In 1865 something else happened in the family that had been previously unknown. George Knott had made a detailed model of his lighthouse in his spare time that was scaled at ½ inch to 1 foot (see p31 and p33). He entered it into an exhibition ‘in a field near the Hoe’ that had the title The Devon & Cornwall Industrial Exhibition. It opened in July and the list of models is extraordinary. It was open to the public until mid-September, when the closing ceremony included the awards to the prize winners. George Knott’s Smeaton tower gained a First Prize, presented by the Earl of Morley.
Fifteen years after George Knott had left the Eddystone, the days of Smeaton’s tower were numbered. It had served continuously for 122 years, but it wasn’t the sea that would put it out. It was the rock on which it stood.
James Henry Gaylard was 22 in July 1878 when work began on the Eddystone reef to build the new tower designed by James Douglass. As a consequence it is unlikely that his new career as a lightkeeper had yet brought him to Trinity’s most famous light. He had been born in Norley Cottages adjacent to Charles Church where his father was the sexton and it is even possible that his father had been on hand to bury Matilda Knott in 1863. On the 19 September 1880 James Gaylard married Elizabeth James in Charles Church confirming that he was a lightkeeper and by that date the new lighthouse tower was approaching its final, 38th course. In April 1881 when the census named him as one of the keepers on duty that night, alongside William Fish (23) and William West (23), the tower was being prepared for the official completion ceremony on the 1 June by Prince Albert, the Duke of Edinburgh. The gallery of Smeaton’s tower provided a rare and privileged view of an event not publicly seen.

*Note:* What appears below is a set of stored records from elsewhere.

pub mod error;
pub mod range;
pub mod server;
use std::path::PathBuf;

use thiserror::Error;

#[derive(Debug, Error)]
pub enum DatasetError {
    #[error("dataset not found at {}", .0.display())]
    NotFound(PathBuf),

    #[error("failed to read dataset {}: {source}", path.display())]
    Read {
        path: PathBuf,
        source: std::io::Error,
    },

    #[error("dataset {} is invalid JSON: {source}", path.display())]
    InvalidJson {
        path: PathBuf,
        source: serde_json::Error,
    },

    #[error("failed to write dataset {}: {source}", path.display())]
    Write {
        path: PathBuf,
        source: std::io::Error,
    },
}
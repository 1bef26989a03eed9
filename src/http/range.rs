//! `Range: bytes=...` header parsing for clip seeking

use crate::http::error::ApiError;

/// Inclusive byte span of a clip
#[derive(Debug, Clone, Copy, PartialEq, Eq)]
pub struct ByteRange {
    pub start: u64,
    pub end: u64,
}

impl ByteRange {
    pub fn len(&self) -> u64 {
        self.end - self.start + 1
    }

    pub fn content_range(&self, size: u64) -> String {
        format!("bytes {}-{}/{}", self.start, self.end, size)
    }
}

/// Resolves a single `bytes=` range against a file of `size` bytes.
///
/// An open end is clamped to the last byte, `bytes=-n` means the last `n` bytes.
/// Multiple ranges are not supported and count as unsatisfiable.
pub fn parse(header: &str, size: u64) -> Result<ByteRange, ApiError> {
    let unsatisfiable = || ApiError::RangeNotSatisfiable(size);

    let spec = header.trim().strip_prefix("bytes=").ok_or_else(unsatisfiable)?;
    let (start, end) = spec.split_once('-').ok_or_else(unsatisfiable)?;
    let (start, end) = (start.trim(), end.trim());

    if size == 0 {
        return Err(unsatisfiable());
    }
    let last = size - 1;

    let range = if start.is_empty() {
        let suffix: u64 = end.parse().map_err(|_| unsatisfiable())?;
        if suffix == 0 {
            return Err(unsatisfiable());
        }
        ByteRange {
            start: size.saturating_sub(suffix),
            end: last,
        }
    } else {
        let start: u64 = start.parse().map_err(|_| unsatisfiable())?;
        let end = if end.is_empty() {
            last
        } else {
            end.parse::<u64>().map_err(|_| unsatisfiable())?.min(last)
        };
        ByteRange { start, end }
    };

    if range.start > range.end {
        return Err(unsatisfiable());
    }
    Ok(range)
}
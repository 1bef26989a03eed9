pub mod slug;
pub mod track;
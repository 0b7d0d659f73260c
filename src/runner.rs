//! The command line front-end: builds an instance, solves it and prints the schedule in the
//! console format of the timetabling office.
use std::num::NonZeroUsize;
use std::time::Duration;

use anyhow::Context;
use clap::Parser;

use crate::extraction::extract;
use crate::extraction::AssignmentReport;
use crate::model::Dimensions;
use crate::model::TimetableInstance;
use crate::model::TimetableModel;
use crate::options::BoundStrategy;
use crate::options::SearchStrategy;
use crate::options::SolverOptions;
use crate::results::SolveOutcome;
use crate::results::TerminalState;
use crate::statistics::configure;
use crate::statistics::log_statistic;
use crate::statistics::log_statistic_postfix;
use crate::termination::Combinator;
use crate::termination::NodeBudget;
use crate::termination::OsSignal;
use crate::termination::TimeBudget;

#[derive(Debug, clap::Parser)]
pub struct Cli {
    #[command(subcommand)]
    pub command: Action,

    /// The number of seconds the solver is allowed to run.
    #[arg(short = 'T', long = "time-out", global = true)]
    pub time_out: Option<u64>,

    /// The number of search nodes each worker is allowed to visit.
    #[arg(short = 'N', long = "node-limit", global = true)]
    pub node_limit: Option<u64>,

    /// The number of threads searching in parallel.
    #[arg(short = 'W', long = "workers", global = true, default_value = "1")]
    pub workers: NonZeroUsize,

    /// The search strategy to use.
    #[arg(short = 'S', long = "search", value_enum, global = true, default_value_t)]
    pub search_strategy: SearchStrategy,

    /// The upper bound used to prune the search.
    #[arg(short = 'B', long = "bound", value_enum, global = true, default_value_t)]
    pub bound: BoundStrategy,

    /// Whether to log the statistics of the solver.
    #[arg(long = "statistics", global = true)]
    pub log_statistics: bool,
}

#[derive(Clone, Debug, clap::Subcommand)]
pub enum Action {
    /// Solve the sample week: five professors and subjects over five days of four slots in
    /// three halls.
    Sample,

    /// Solve an instance with randomly drawn preferences.
    Random {
        #[arg(long, default_value_t = 5)]
        professors: usize,
        #[arg(long, default_value_t = 5)]
        subjects: usize,
        #[arg(long, default_value_t = 5)]
        days: usize,
        #[arg(long, default_value_t = 4)]
        slots: usize,
        #[arg(long, default_value_t = 3)]
        halls: usize,

        /// The seed of the preference generator.
        #[arg(long, default_value_t = 0)]
        seed: u64,

        /// The probability that a professor prefers a given slot.
        #[arg(long, default_value_t = 0.3)]
        density: f64,
    },
}

pub fn run() -> anyhow::Result<()> {
    env_logger::init();

    let args = Cli::parse();
    configure(args.log_statistics, "%% ", None);

    let instance = match args.command {
        Action::Sample => TimetableInstance::sample(),
        Action::Random {
            professors,
            subjects,
            days,
            slots,
            halls,
            seed,
            density,
        } => {
            let dimensions = Dimensions::new(professors, subjects, days, slots, halls)
                .context("Invalid timetable dimensions")?;
            TimetableInstance::random(dimensions, density, seed)
                .context("Failed to generate the preferences")?
        }
    };

    let options = SolverOptions {
        search_strategy: args.search_strategy,
        bound: args.bound,
        num_workers: args.workers,
    };

    let termination = Combinator::new(
        OsSignal::install().context("Failed to install the SIGINT handler")?,
        Combinator::new(
            args.time_out
                .map(|seconds| TimeBudget::starting_now(Duration::from_secs(seconds))),
            args.node_limit.map(NodeBudget::new),
        ),
    );

    let model = TimetableModel::new(instance);
    let outcome = crate::solve(&model, &options, termination);

    match extract(&outcome, &model) {
        Ok(report) => print_schedule(&report, model.instance().dimensions()),
        Err(error) => println!("No optimal solution found! ({error})"),
    }

    print_statistics(&outcome);

    Ok(())
}

fn print_schedule(report: &AssignmentReport, dimensions: &Dimensions) {
    match report.state() {
        TerminalState::Optimal => println!("Optimal Schedule:"),
        _ => println!("Best Schedule Found (optimality not proven):"),
    }

    for day in 0..dimensions.days() {
        println!("Day {day}:");
        for duty in report.day_schedule(day) {
            println!(
                "  - Prof {} teaches Subject {} in Hall {} at Slot {}.",
                duty.professor, duty.subject, duty.hall, duty.slot
            );
        }
        println!();
    }

    println!("Preference satisfaction: {}", report.objective_value());
}

fn print_statistics(outcome: &SolveOutcome) {
    let statistics = &outcome.statistics;

    println!("\nSolver Statistics:");
    println!("  - Conflicts: {}", statistics.conflicts);
    println!("  - Branches: {}", statistics.branches);
    println!("  - Wall time: {}s", statistics.elapsed.as_secs_f64());

    log_statistic("state", outcome.state);
    if let Some(objective_value) = outcome.objective_value() {
        log_statistic("objective", objective_value);
    }
    log_statistic("numberOfNodes", statistics.nodes);
    log_statistic("numberOfDecisions", statistics.branches);
    log_statistic("numberOfConflicts", statistics.conflicts);
    log_statistic("numberOfPrunedNodes", statistics.pruned);
    log_statistic("numberOfImprovingSolutions", statistics.solutions);
    log_statistic("numberOfPropagations", statistics.propagations);
    log_statistic("budgetExhausted", statistics.budget_exhausted);
    log_statistic_postfix();
}
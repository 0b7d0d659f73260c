use std::fmt::Display;
use std::fmt::Formatter;
use std::ops::Not;

/// A boolean decision variable, identified by the order in which the solver created it.
#[derive(Clone, Copy, Debug, Hash, PartialEq, Eq, PartialOrd, Ord)]
pub struct VariableId(u32);

impl VariableId {
    pub(crate) fn new(index: u32) -> Self {
        VariableId(index)
    }

    /// The position of the variable in the solver.
    pub fn index(self) -> usize {
        self.0 as usize
    }
}

impl Display for VariableId {
    fn fmt(&self, f: &mut Formatter<'_>) -> std::fmt::Result {
        write!(f, "x{}", self.0)
    }
}

/// A [`VariableId`] together with a polarity; the positive literal of `x` states `x = 1` and the
/// negative literal states `x = 0`.
#[derive(Clone, Copy, Debug, Hash, PartialEq, Eq)]
pub struct Literal {
    variable: VariableId,
    polarity: bool,
}

impl Literal {
    pub fn new(variable: VariableId, polarity: bool) -> Self {
        Literal { variable, polarity }
    }

    pub fn variable(self) -> VariableId {
        self.variable
    }

    /// Whether the literal states that its variable is assigned to 1.
    pub fn is_positive(self) -> bool {
        self.polarity
    }
}

impl Not for Literal {
    type Output = Literal;

    fn not(self) -> Self::Output {
        Literal {
            variable: self.variable,
            polarity: !self.polarity,
        }
    }
}

impl Display for Literal {
    fn fmt(&self, f: &mut Formatter<'_>) -> std::fmt::Result {
        write!(f, "[{} == {}]", self.variable, u8::from(self.polarity))
    }
}

#[cfg(test)]
mod tests {
    use super::Literal;
    use super::VariableId;

    #[test]
    fn negation_flips_only_the_polarity() {
        let literal = Literal::new(VariableId::new(7), true);

        assert_eq!((!literal).variable(), literal.variable());
        assert!(!(!literal).is_positive());
        assert_eq!(!!literal, literal);
    }

    #[test]
    fn display_shows_the_assigned_value() {
        let literal = Literal::new(VariableId::new(3), false);

        assert_eq!(literal.to_string(), "[x3 == 0]");
    }
}
use crate::engine::variables::VariableId;

/// Disjoint groups of variables of which exactly one is 1 in every solution, plus the variables
/// not covered by any group.
#[derive(Clone, Debug, Default)]
pub(crate) struct ExclusivePartition {
    groups: Vec<Box<[VariableId]>>,
    uncovered: Vec<VariableId>,
}

impl ExclusivePartition {
    /// Greedily takes the candidate groups in order, skipping any group which shares a variable
    /// with an earlier group or repeats a variable.
    pub(crate) fn new<'a>(
        num_variables: usize,
        candidates: impl IntoIterator<Item = &'a [VariableId]>,
    ) -> ExclusivePartition {
        let mut covered = vec![false; num_variables];
        let mut groups = vec![];

        for candidate in candidates {
            let mut seen = candidate.to_vec();
            seen.sort_unstable();
            seen.dedup();
            if seen.len() != candidate.len() || seen.iter().any(|v| covered[v.index()]) {
                continue;
            }

            for variable in candidate {
                covered[variable.index()] = true;
            }
            groups.push(candidate.into());
        }

        let uncovered = covered
            .iter()
            .enumerate()
            .filter(|(_, &is_covered)| !is_covered)
            .map(|(index, _)| VariableId::new(index as u32))
            .collect();

        ExclusivePartition { groups, uncovered }
    }

    pub(crate) fn groups(&self) -> &[Box<[VariableId]>] {
        &self.groups
    }

    pub(crate) fn uncovered(&self) -> &[VariableId] {
        &self.uncovered
    }
}

#[cfg(test)]
mod tests {
    use super::ExclusivePartition;
    use crate::engine::variables::VariableId;

    #[test]
    fn overlapping_groups_are_skipped() {
        let v = (0..5).map(VariableId::new).collect::<Vec<_>>();

        let partition = ExclusivePartition::new(5, [&v[0..2], &v[1..3], &v[3..4]]);

        assert_eq!(partition.groups().len(), 2);
        assert_eq!(partition.uncovered(), &[v[2], v[4]]);
    }
}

The working season began each year in February, but in 1882 there was little work left outstanding with one exception. A report in the Cornishman said that:
“On Tuesday 1 February the men worked through the night in the lantern until 3 o’clock on the Wednesday morning. On Thursday night the lamp were ready for lighting. On Friday afternoon (4 February) the senior lightkeeper, Mr. Gaylard was told off to take charge of the lighting of the new tower while the other two keepers were to remain in the old tower in readiness to light up should anything go wrong with the temporary apparatus. All went well and a telegram was sent on Friday night announcing that the new lights were burning successfully. On Saturday the two keepers were removed from the old tower to the new one and thus the use of Smeaton’s tower has come to an end. Already the work of demolition has commenced and the former lighting apparatus is being taken apart and packed, whilst the old house is being stripped of everything moveable.”
It is very sobering in today’s artificial world of ‘celebrity’ to read that a young keeper at the beginning of his career should be accorded the accolade of ‘lighting the lamp’ without any pretentious pomp and it was an occasion that he could claim was his own when he recounted the story to his grandchildren ... if, of course, he ever had any.